Earth’s global surface temperatures in 2018 were the 4th warmest since 1880 according to NASA.
According to independent analysis by NASA and the National Oceanic and Atmospheric Administration (NOAA), 2018 is yet again an extremely warm year on top of a long-term global warming trend.
Data from scientists at NASA’s Goddard Institute for Space Studies (GISS) in New York revealed global temperatures in 2018 were 1.5 degrees Fahrenheit (0.83 degrees Celsius) warmer than the 1951 to 1980 mean.

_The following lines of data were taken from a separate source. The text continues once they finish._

//! Process-local [`ProfileStore`] backed by `DashMap`s.
//!
//! Nothing survives a restart. Used by tests and by deployments that
//! persist elsewhere.

use async_trait::async_trait;
use chrono::{DateTime, Utc};
use dashmap::DashMap;
use dashmap::mapref::entry::Entry;
use tracing::debug;

use super::{ProfileMutation, ProfileStore};
use crate::error::Result;
use crate::types::{DelayedThought, PendingDm, RecordId, Reminder, UserId, UserProfile};

/// In-memory profile store.
#[derive(Debug, Default)]
pub struct MemoryProfileStore {
    profiles: DashMap<UserId, UserProfile>,
    pending: DashMap<UserId, PendingDm>,
    thoughts: DashMap<UserId, DelayedThought>,
    reminders: DashMap<RecordId, Reminder>,
    state: DashMap<String, String>,
}

impl MemoryProfileStore {
    /// Empty store.
    #[must_use]
    pub fn new() -> Self {
        Self::default()
    }

    /// Insert or replace a profile wholesale.
    pub fn insert_profile(&self, profile: UserProfile) {
        self.profiles.insert(profile.user_id.clone(), profile);
    }

    /// Insert or replace a pending DM wholesale.
    pub fn insert_pending_dm(&self, pending: PendingDm) {
        self.pending.insert(pending.user_id.clone(), pending);
    }
}

#[async_trait]
impl ProfileStore for MemoryProfileStore {
    async fn get_profile(&self, user: &UserId) -> Result<Option<UserProfile>> {
        Ok(self.profiles.get(user).map(|p| p.clone()))
    }

    async fn update_profile(&self, user: &UserId, mutation: ProfileMutation<'_>) -> Result<UserProfile> {
        // The entry guard holds the shard write lock for the whole mutation.
        let mut entry = self
            .profiles
            .entry(user.clone())
            .or_insert_with(|| UserProfile::new(user.clone(), Utc::now()));
        mutation(entry.value_mut());
        Ok(entry.value().clone())
    }

    async fn list_users(&self) -> Result<Vec<UserId>> {
        let mut users: Vec<UserId> = self.profiles.iter().map(|e| e.key().clone()).collect();
        users.sort();
        Ok(users)
    }

    async fn delete_user(&self, user: &UserId) -> Result<bool> {
        self.pending.remove(user);
        self.thoughts.remove(user);
        self.reminders.retain(|_, r| r.user_id != *user);
        Ok(self.profiles.remove(user).is_some())
    }

    async fn get_pending_dm(&self, user: &UserId) -> Result<Option<PendingDm>> {
        Ok(self.pending.get(user).map(|p| p.clone()))
    }

    async fn set_pending_dm(&self, user: &UserId, now: DateTime<Utc>) -> Result<PendingDm> {
        let mut entry = self.pending.entry(user.clone()).or_insert_with(|| PendingDm {
            user_id: user.clone(),
            sent_at: now,
            attempt_count: 0,
        });
        entry.attempt_count += 1;
        entry.sent_at = now;
        debug!(user = %user, attempt = entry.attempt_count, "Pending DM set");
        Ok(entry.value().clone())
    }

    async fn clear_pending_dm(&self, user: &UserId) -> Result<bool> {
        Ok(self.pending.remove(user).is_some())
    }

    async fn list_pending_dms(&self) -> Result<Vec<PendingDm>> {
        Ok(self.pending.iter().map(|p| p.clone()).collect())
    }

    async fn get_delayed_thought(&self, user: &UserId) -> Result<Option<DelayedThought>> {
        Ok(self.thoughts.get(user).map(|t| t.clone()))
    }

    async fn put_delayed_thought_if_absent(&self, thought: DelayedThought) -> Result<bool> {
        match self.thoughts.entry(thought.user_id.clone()) {
            Entry::Occupied(_) => Ok(false),
            Entry::Vacant(slot) => {
                slot.insert(thought);
                Ok(true)
            }
        }
    }

    async fn take_due_thoughts(&self, now: DateTime<Utc>) -> Result<Vec<DelayedThought>> {
        let due: Vec<UserId> = self
            .thoughts
            .iter()
            .filter(|t| t.scheduled_at <= now)
            .map(|t| t.key().clone())
            .collect();

        // remove_if re-checks under the shard lock so a concurrent caller
        // cannot take the same thought.
        Ok(due
            .iter()
            .filter_map(|user| self.thoughts.remove_if(user, |_, t| t.scheduled_at <= now))
            .map(|(_, t)| t)
            .collect())
    }

    async fn delete_delayed_thought(&self, user: &UserId) -> Result<()> {
        self.thoughts.remove(user);
        Ok(())
    }

    async fn add_reminder(&self, reminder: Reminder) -> Result<()> {
        self.reminders.insert(reminder.id, reminder);
        Ok(())
    }

    async fn due_reminders(&self, now: DateTime<Utc>) -> Result<Vec<Reminder>> {
        let mut due: Vec<Reminder> = self
            .reminders
            .iter()
            .filter(|r| r.due_at <= now)
            .map(|r| r.clone())
            .collect();
        due.sort_by_key(|r| r.due_at);
        Ok(due)
    }

    async fn update_reminder(&self, reminder: &Reminder) -> Result<()> {
        self.reminders.insert(reminder.id, reminder.clone());
        Ok(())
    }

    async fn delete_reminder(&self, id: RecordId) -> Result<()> {
        self.reminders.remove(&id);
        Ok(())
    }

    async fn cleanup_reminders(&self, cutoff: DateTime<Utc>) -> Result<usize> {
        let before = self.reminders.len();
        self.reminders.retain(|_, r| r.due_at >= cutoff);
        Ok(before - self.reminders.len())
    }

    async fn get_state(&self, key: &str) -> Result<Option<String>> {
        Ok(self.state.get(key).map(|v| v.clone()))
    }

    async fn set_state(&self, key: &str, value: &str) -> Result<()> {
        self.state.insert(key.to_string(), value.to_string());
        Ok(())
    }
}
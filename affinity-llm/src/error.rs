//! LLM error types.

use affinity_core::AffinityError;
use thiserror::Error;

/// Errors that can occur during LLM operations.
#[derive(Debug, Error)]
pub enum LlmError {
    /// HTTP request failed.
    #[error("LLM request failed: {0}")]
    RequestFailed(String),

    /// Response body was not in the expected shape.
    #[error("Failed to parse LLM response: {0}")]
    ParseError(String),

    /// Request timed out.
    #[error("LLM request timed out after {0}ms")]
    Timeout(u64),

    /// LLM provider is unavailable.
    #[error("LLM provider unavailable: {0}")]
    Unavailable(String),

    /// All retry attempts exhausted.
    #[error("All LLM retry attempts exhausted after {attempts} tries: {last_error}")]
    RetriesExhausted {
        /// Attempts made, including the first.
        attempts: u32,
        /// Error from the final attempt.
        last_error: String,
    },

    /// Configuration error.
    #[error("LLM configuration error: {0}")]
    ConfigError(String),
}

impl LlmError {
    /// Whether another attempt could succeed.
    #[must_use]
    pub fn is_retryable(&self) -> bool {
        matches!(self, Self::RequestFailed(_) | Self::Timeout(_) | Self::Unavailable(_))
    }
}

impl From<reqwest::Error> for LlmError {
    fn from(err: reqwest::Error) -> Self {
        if err.is_timeout() {
            LlmError::Timeout(0)
        } else if err.is_connect() {
            LlmError::Unavailable(err.to_string())
        } else {
            LlmError::RequestFailed(err.to_string())
        }
    }
}

impl From<LlmError> for AffinityError {
    fn from(err: LlmError) -> Self {
        AffinityError::Generation(err.to_string())
    }
}
//! Core type definitions for the affinity system.
//!
//! Every persisted record is `serde`-serializable; the stores keep them as
//! JSON so the schema can grow without migrations.

use chrono::{DateTime, NaiveDate, Utc};
use serde::{Deserialize, Serialize};
use std::fmt;
use uuid::Uuid;

/// Upper bound of the affection score. The lower bound is zero.
pub const MAX_AFFECTION: u32 = 100_000;

// ---------------------------------------------------------------------------
// Identity Types
// ---------------------------------------------------------------------------

/// Opaque identifier of a user, as assigned by the chat transport.
#[derive(Debug, Clone, PartialEq, Eq, Hash, PartialOrd, Ord, Serialize, Deserialize)]
pub struct UserId(pub String);

impl UserId {
    /// Wrap a transport-assigned identifier.
    #[must_use]
    pub fn new(id: impl Into<String>) -> Self {
        Self(id.into())
    }

    /// Borrow the raw identifier.
    #[must_use]
    pub fn as_str(&self) -> &str {
        &self.0
    }
}

impl fmt::Display for UserId {
    fn fmt(&self, f: &mut fmt::Formatter<'_>) -> fmt::Result {
        f.write_str(&self.0)
    }
}

impl From<&str> for UserId {
    fn from(id: &str) -> Self {
        Self(id.to_string())
    }
}

impl From<String> for UserId {
    fn from(id: String) -> Self {
        Self(id)
    }
}

/// Unique identifier for queue records (reminders, delayed thoughts).
#[derive(Debug, Clone, Copy, PartialEq, Eq, Hash, Serialize, Deserialize)]
pub struct RecordId(pub Uuid);

impl RecordId {
    /// Create a new random record ID.
    #[must_use]
    pub fn new() -> Self {
        Self(Uuid::new_v4())
    }
}

impl Default for RecordId {
    fn default() -> Self {
        Self::new()
    }
}

impl fmt::Display for RecordId {
    fn fmt(&self, f: &mut fmt::Formatter<'_>) -> fmt::Result {
        write!(f, "{}", self.0)
    }
}

// ---------------------------------------------------------------------------
// Profile
// ---------------------------------------------------------------------------

/// A single remembered fact about a user.
#[derive(Debug, Clone, PartialEq, Eq, Serialize, Deserialize)]
pub struct Fact {
    /// The fact itself. Uniqueness within a profile is by exact text.
    pub text: String,
    /// When the fact was learned (or last re-timestamped by consolidation).
    pub created_at: DateTime<Utc>,
}

impl Fact {
    /// Create a fact stamped at `now`.
    #[must_use]
    pub fn new(text: impl Into<String>, now: DateTime<Utc>) -> Self {
        Self {
            text: text.into(),
            created_at: now,
        }
    }
}

/// The durable per-user relationship record.
#[derive(Debug, Clone, PartialEq, Serialize, Deserialize)]
pub struct UserProfile {
    /// Owner of this profile.
    pub user_id: UserId,
    /// Known facts, in insertion order.
    #[serde(default)]
    pub facts: Vec<Fact>,
    /// Affection score in `[0, MAX_AFFECTION]`.
    #[serde(default)]
    pub affection: u32,
    /// Consecutive days with at least one interaction.
    #[serde(default)]
    pub streak_count: u32,
    /// Persona-local calendar day the streak was last advanced.
    #[serde(default)]
    pub last_streak_date: Option<NaiveDate>,
    /// First interaction ever recorded.
    #[serde(default)]
    pub first_interaction_at: Option<DateTime<Utc>>,
    /// Most recent direct interaction with the agent.
    #[serde(default)]
    pub last_interaction_at: Option<DateTime<Utc>>,
    /// Last time the fact list changed.
    pub last_updated: DateTime<Utc>,
}

impl UserProfile {
    /// A blank profile for a user seen for the first time.
    #[must_use]
    pub fn new(user_id: UserId, now: DateTime<Utc>) -> Self {
        Self {
            user_id,
            facts: Vec::new(),
            affection: 0,
            streak_count: 0,
            last_streak_date: None,
            first_interaction_at: None,
            last_interaction_at: None,
            last_updated: now,
        }
    }

    /// Apply a signed affection change, clamping to `[0, MAX_AFFECTION]`.
    ///
    /// Returns the change that was actually applied after clamping.
    pub fn adjust_affection(&mut self, delta: i64) -> i64 {
        let before = i64::from(self.affection);
        let after = (before + delta).clamp(0, i64::from(MAX_AFFECTION));
        self.affection = u32::try_from(after).unwrap_or(MAX_AFFECTION);
        after - before
    }

    /// Record a direct interaction at `now`.
    pub fn touch(&mut self, now: DateTime<Utc>) {
        if self.first_interaction_at.is_none() {
            self.first_interaction_at = Some(now);
        }
        self.last_interaction_at = Some(now);
    }

    /// Fractional days since the last direct interaction, if there was one.
    #[must_use]
    pub fn days_since_interaction(&self, now: DateTime<Utc>) -> Option<f64> {
        self.last_interaction_at.map(|at| elapsed_days(at, now))
    }

    /// Texts of all live facts.
    #[must_use]
    pub fn fact_texts(&self) -> Vec<String> {
        self.facts.iter().map(|f| f.text.clone()).collect()
    }
}

/// Fractional days between two instants (negative spans count as zero).
#[must_use]
#[allow(clippy::cast_precision_loss)]
pub fn elapsed_days(from: DateTime<Utc>, to: DateTime<Utc>) -> f64 {
    let secs = (to - from).num_seconds().max(0);
    secs as f64 / 86_400.0
}

// ---------------------------------------------------------------------------
// Engagement records
// ---------------------------------------------------------------------------

/// An unanswered proactive direct message.
#[derive(Debug, Clone, PartialEq, Eq, Serialize, Deserialize)]
pub struct PendingDm {
    /// Recipient.
    pub user_id: UserId,
    /// When the latest unanswered message was sent.
    pub sent_at: DateTime<Utc>,
    /// How many unanswered messages have been sent in a row.
    pub attempt_count: u32,
}

/// A follow-up thought scheduled after a conversation went idle.
#[derive(Debug, Clone, PartialEq, Eq, Serialize, Deserialize)]
pub struct DelayedThought {
    /// Record identity.
    pub id: RecordId,
    /// Recipient.
    pub user_id: UserId,
    /// Short summary of the conversation it follows up on.
    pub summary: String,
    /// Last thing the user said (truncated).
    pub last_user_text: String,
    /// Last thing the agent replied (truncated).
    pub last_reply_text: String,
    /// When the thought becomes due.
    pub scheduled_at: DateTime<Utc>,
    /// When the thought was queued.
    pub created_at: DateTime<Utc>,
}

/// A one-shot reminder extracted from conversation.
#[derive(Debug, Clone, PartialEq, Eq, Serialize, Deserialize)]
pub struct Reminder {
    /// Record identity.
    pub id: RecordId,
    /// Recipient.
    pub user_id: UserId,
    /// What to remind the user about.
    pub text: String,
    /// When the reminder should fire.
    pub due_at: DateTime<Utc>,
    /// When the reminder was created.
    pub created_at: DateTime<Utc>,
}

impl Reminder {
    /// Create a reminder due at `due_at`.
    #[must_use]
    pub fn new(
        user_id: UserId,
        text: impl Into<String>,
        due_at: DateTime<Utc>,
        now: DateTime<Utc>,
    ) -> Self {
        Self {
            id: RecordId::new(),
            user_id,
            text: text.into(),
            due_at,
            created_at: now,
        }
    }
}

/// An archived or extracted fact in similarity-searchable memory.
#[derive(Debug, Clone, PartialEq, Serialize, Deserialize)]
pub struct VectorMemoryItem {
    /// Owner.
    pub user_id: UserId,
    /// Original text.
    pub text: String,
    /// Embedding vector.
    pub embedding: Vec<f32>,
    /// When the item was archived.
    pub timestamp: DateTime<Utc>,
}

// ---------------------------------------------------------------------------
// Interaction signals
// ---------------------------------------------------------------------------

/// Where an inbound message was addressed.
#[derive(Debug, Clone, Copy, PartialEq, Eq, Hash, Serialize, Deserialize)]
pub enum InteractionKind {
    /// A plain message in a shared channel.
    Message,
    /// A message in a shared channel that mentions the agent.
    Mention,
    /// A direct (private) message.
    DirectMessage,
}

impl InteractionKind {
    /// Whether this interaction happened in a direct context.
    #[must_use]
    pub fn is_direct(self) -> bool {
        matches!(self, Self::DirectMessage)
    }
}

/// Everything the ledger needs to score one inbound message.
#[derive(Debug, Clone)]
pub struct InteractionSignal {
    /// Addressing of the message.
    pub kind: InteractionKind,
    /// Raw message text.
    pub text: String,
    /// Whether the message shared personal information.
    pub shared_personal: bool,
    /// Agent mood at the time of the message.
    pub mood: crate::mood::Mood,
    /// When the message arrived.
    pub at: DateTime<Utc>,
}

Globally, 2018’s temperatures rank behind those of 2016, 2017 and 2015. The past five years are, collectively, the warmest years in the modern record.
According to Gavin Schmidt, director of the NASA Goddard Institute for Space Studies (GISS) in New York, since the 1880s, the average global surface temperature has risen about 2 degrees Fahrenheit (1 degree Celsius). This warming has been driven in large part by increased emissions into the atmosphere of carbon dioxide and other greenhouse gases caused by human activities.
“The impacts of long-term global warming are already being felt — in coastal flooding, heat waves, intense precipitation and ecosystem change,” continued to explain Schmidt. Warming trends are strongest in the Arctic region, where 2018 saw the continued loss of sea ice.
In addition, mass loss from the Greenland and Antarctic ice sheets continued to contribute to sea level rise. Increasing temperatures can also contribute to longer fire seasons and some extreme weather events.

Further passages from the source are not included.